Why can't the White House make the case for what it's trying to do about the economy as clearly as Rep. Alan Grayson does in a few simple sentences?:
We're at the bottom of the economic cycle. And we've known since John Maynard Keynes pointed it out in the '30s after the Great Depression started, that it's the fundamental responsibility of government to match national supply with national demand.
We have a $14 trillion economy. $14 trillion of goods and services get created in this country. And because of the mismanagement under the Bush Administration, we had only $13 trillion of demand last year. We had only $13 trillion of demand this year. So at the bottom of the economic cycle, which is where we're at now, the government has to borrow money to step in and sustain demand. Otherwise the economy collapses and you have a second Great Depression.

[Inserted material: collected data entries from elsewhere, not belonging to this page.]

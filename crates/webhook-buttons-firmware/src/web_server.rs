//! Configuration and display pages plus their JSON APIs, served by the
//! ESP-IDF httpd task.

use std::sync::{MutexGuard, PoisonError};

use esp_idf_svc::http::server::{Configuration, EspHttpConnection, EspHttpServer, Request};
use esp_idf_svc::http::{Headers, Method};
use esp_idf_svc::io::{EspIOError, Read, Write};
use serde_json::{json, Value};
use webhook_buttons::{
    parse_form_args, ApiError, API_PATH, DISPLAY_API_PATH, DISPLAY_PATH, FORM_PATH,
};

use crate::runtime_diagnostics::now_ms;
use crate::{Device, SharedDevice};

const SERVER_STACK_SIZE: usize = 10 * 1024;
/// Room for a form carrying a root CA for every button.
const MAX_BODY_BYTES: usize = 16 * 1024;
const IO_CHUNK_BYTES: usize = 512;

const HTML: &[(&str, &str)] = &[("Content-Type", "text/html; charset=utf-8")];
const JSON: &[(&str, &str)] = &[("Content-Type", "application/json")];

#[derive(Debug, Clone, Copy, PartialEq, Eq)]
enum BodyError {
    TooLarge,
    Read,
}

impl BodyError {
    fn status(self) -> u16 {
        match self {
            BodyError::TooLarge => 413,
            BodyError::Read => 400,
        }
    }

    fn message(self) -> &'static str {
        match self {
            BodyError::TooLarge => "Payload too large",
            BodyError::Read => "Bad request body",
        }
    }
}

pub struct WebServer {
    _server: EspHttpServer<'static>,
}

impl WebServer {
    pub fn start(device: SharedDevice) -> Result<Self, EspIOError> {
        let mut server = EspHttpServer::new(&Configuration {
            stack_size: SERVER_STACK_SIZE,
            max_uri_handlers: 12,
            uri_match_wildcard: true,
            ..Default::default()
        })?;

        let shared = device.clone();
        server.fn_handler::<(), _>("/", Method::Get, move |req| {
            let body = lock(&shared).array.info_html();
            respond(req, 200, HTML, body.as_bytes())
        })?;

        let shared = device.clone();
        server.fn_handler::<(), _>(FORM_PATH, Method::Get, move |req| {
            let uri = req.uri().to_string();
            let query = uri.split_once('?').map_or("", |(_, query)| query);
            let page = submit_form(&shared, query);
            respond(req, 200, HTML, page.as_bytes())
        })?;

        let shared = device.clone();
        server.fn_handler::<(), _>(FORM_PATH, Method::Post, move |mut req| {
            let body = match read_body(&mut req) {
                Ok(body) => body,
                Err(err) => return respond_error(req, err.status(), err.message()),
            };
            let page = submit_form(&shared, &String::from_utf8_lossy(&body));
            respond(req, 200, HTML, page.as_bytes())
        })?;

        let shared = device.clone();
        server.fn_handler::<(), _>(API_PATH, Method::Get, move |req| {
            let doc = lock(&shared).array.api_get();
            respond(req, 200, JSON, doc.to_string().as_bytes())
        })?;

        let shared = device.clone();
        server.fn_handler::<(), _>(API_PATH, Method::Put, move |req| {
            handle_api_put(req, &shared)
        })?;
        let shared = device.clone();
        server.fn_handler::<(), _>("/api/buttons/*", Method::Put, move |req| {
            handle_api_put(req, &shared)
        })?;

        let shared = device.clone();
        server.fn_handler::<(), _>(DISPLAY_PATH, Method::Get, move |req| {
            let uri = req.uri().to_string();
            let query = uri.split_once('?').map_or("", |(_, query)| query);
            let page = lock(&shared)
                .array
                .handle_display_form(&parse_form_args(query), now_ms());
            respond_page(req, page)
        })?;

        let shared = device.clone();
        server.fn_handler::<(), _>(DISPLAY_PATH, Method::Post, move |mut req| {
            let body = match read_body(&mut req) {
                Ok(body) => body,
                Err(err) => return respond_error(req, err.status(), err.message()),
            };
            let args = parse_form_args(&String::from_utf8_lossy(&body));
            let page = lock(&shared).array.handle_display_form(&args, now_ms());
            respond_page(req, page)
        })?;

        let shared = device.clone();
        server.fn_handler::<(), _>(DISPLAY_API_PATH, Method::Get, move |req| {
            let result = lock(&shared).array.display_get(now_ms());
            respond_api(req, "GET", result)
        })?;

        let shared = device;
        server.fn_handler::<(), _>(DISPLAY_API_PATH, Method::Post, move |mut req| {
            let body = match read_body(&mut req) {
                Ok(body) => body,
                Err(err) => return respond_error(req, err.status(), err.message()),
            };
            let result = match serde_json::from_slice::<Value>(&body) {
                Ok(request) => lock(&shared).array.display_post(&request, now_ms()),
                Err(err) => {
                    log::debug!("[WEB] POST {}: {}", DISPLAY_API_PATH, err);
                    Err(ApiError::MalformedBody)
                }
            };
            respond_api(req, "POST", result)
        })?;

        log::info!("[WEB] server started on port 80");
        Ok(Self { _server: server })
    }
}

fn lock(device: &SharedDevice) -> MutexGuard<'_, Device> {
    device.lock().unwrap_or_else(PoisonError::into_inner)
}

fn submit_form(device: &SharedDevice, query: &str) -> String {
    let args = parse_form_args(query);
    let mut guard = lock(device);
    let device = &mut *guard;
    device.array.handle_form(&args, &mut device.store)
}

fn handle_api_put(mut req: Request<&mut EspHttpConnection>, device: &SharedDevice) -> Result<(), ()> {
    let uri = req.uri().to_string();
    let body = match read_body(&mut req) {
        Ok(body) => body,
        Err(err) => return respond_error(req, err.status(), err.message()),
    };
    let result = match serde_json::from_slice::<Value>(&body) {
        Ok(request) => {
            let mut guard = lock(device);
            let device = &mut *guard;
            device
                .array
                .api_put(&uri, &request, &mut device.store)
                .map(|()| device.array.api_get())
        }
        Err(err) => {
            log::debug!("[WEB] PUT {}: {}", uri, err);
            Err(ApiError::MalformedBody)
        }
    };

    match result {
        Ok(doc) => {
            log::info!("[WEB] PUT {} -> 200", uri);
            respond(req, 200, JSON, doc.to_string().as_bytes())
        }
        Err(err) => {
            log::warn!("[WEB] PUT {} -> {}: {}", uri, err.status(), err);
            respond_error(req, err.status(), &err.to_string())
        }
    }
}

fn respond_page(req: Request<&mut EspHttpConnection>, page: Option<String>) -> Result<(), ()> {
    match page {
        Some(page) => respond(req, 200, HTML, page.as_bytes()),
        None => respond_error(req, 404, &ApiError::NoDisplay.to_string()),
    }
}

fn respond_api(
    req: Request<&mut EspHttpConnection>,
    method: &str,
    result: Result<Value, ApiError>,
) -> Result<(), ()> {
    match result {
        Ok(doc) => respond(req, 200, JSON, doc.to_string().as_bytes()),
        Err(err) => {
            log::warn!("[WEB] {} {} -> {}: {}", method, DISPLAY_API_PATH, err.status(), err);
            respond_error(req, err.status(), &err.to_string())
        }
    }
}

fn read_body(req: &mut Request<&mut EspHttpConnection>) -> Result<Vec<u8>, BodyError> {
    if req
        .content_len()
        .is_some_and(|len| len > MAX_BODY_BYTES as u64)
    {
        return Err(BodyError::TooLarge);
    }
    let mut body = Vec::new();
    let mut buf = [0u8; IO_CHUNK_BYTES];
    loop {
        let read = req.read(&mut buf).map_err(|err| {
            log::warn!("[WEB] body read failed: {:?}", err);
            BodyError::Read
        })?;
        if read == 0 {
            break;
        }
        if body.len() + read > MAX_BODY_BYTES {
            return Err(BodyError::TooLarge);
        }
        body.extend_from_slice(&buf[..read]);
    }
    Ok(body)
}

fn respond(
    req: Request<&mut EspHttpConnection>,
    status: u16,
    headers: &[(&str, &str)],
    body: &[u8],
) -> Result<(), ()> {
    let mut resp = req.into_response(status, None, headers).map_err(|_| ())?;
    resp.write_all(body).map_err(|_| ())
}

fn respond_error(req: Request<&mut EspHttpConnection>, status: u16, message: &str) -> Result<(), ()> {
    let body = json!({ "ok": false, "error": message }).to_string();
    respond(req, status, JSON, body.as_bytes())
}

Now, at the other end of the cycle, which is where we were in 2005-2006, we should have been saving money. That's what Clinton did. We had four straight years of surplus, government surplus under Clinton. We were seven years away from paying off the entire national debt through proper economic management.
I think he might have been exaggerating a little there. All the Clinton surpluses were on track to do was wipe out the national debt by 2012, not 2007, and to fund Social Security for a few more decades.
How long ago that was. Before a Republican became President and burned down the house. And now Americans have forgotten all that and are getting ready to vote the 'Thugs back in? Unbelievable.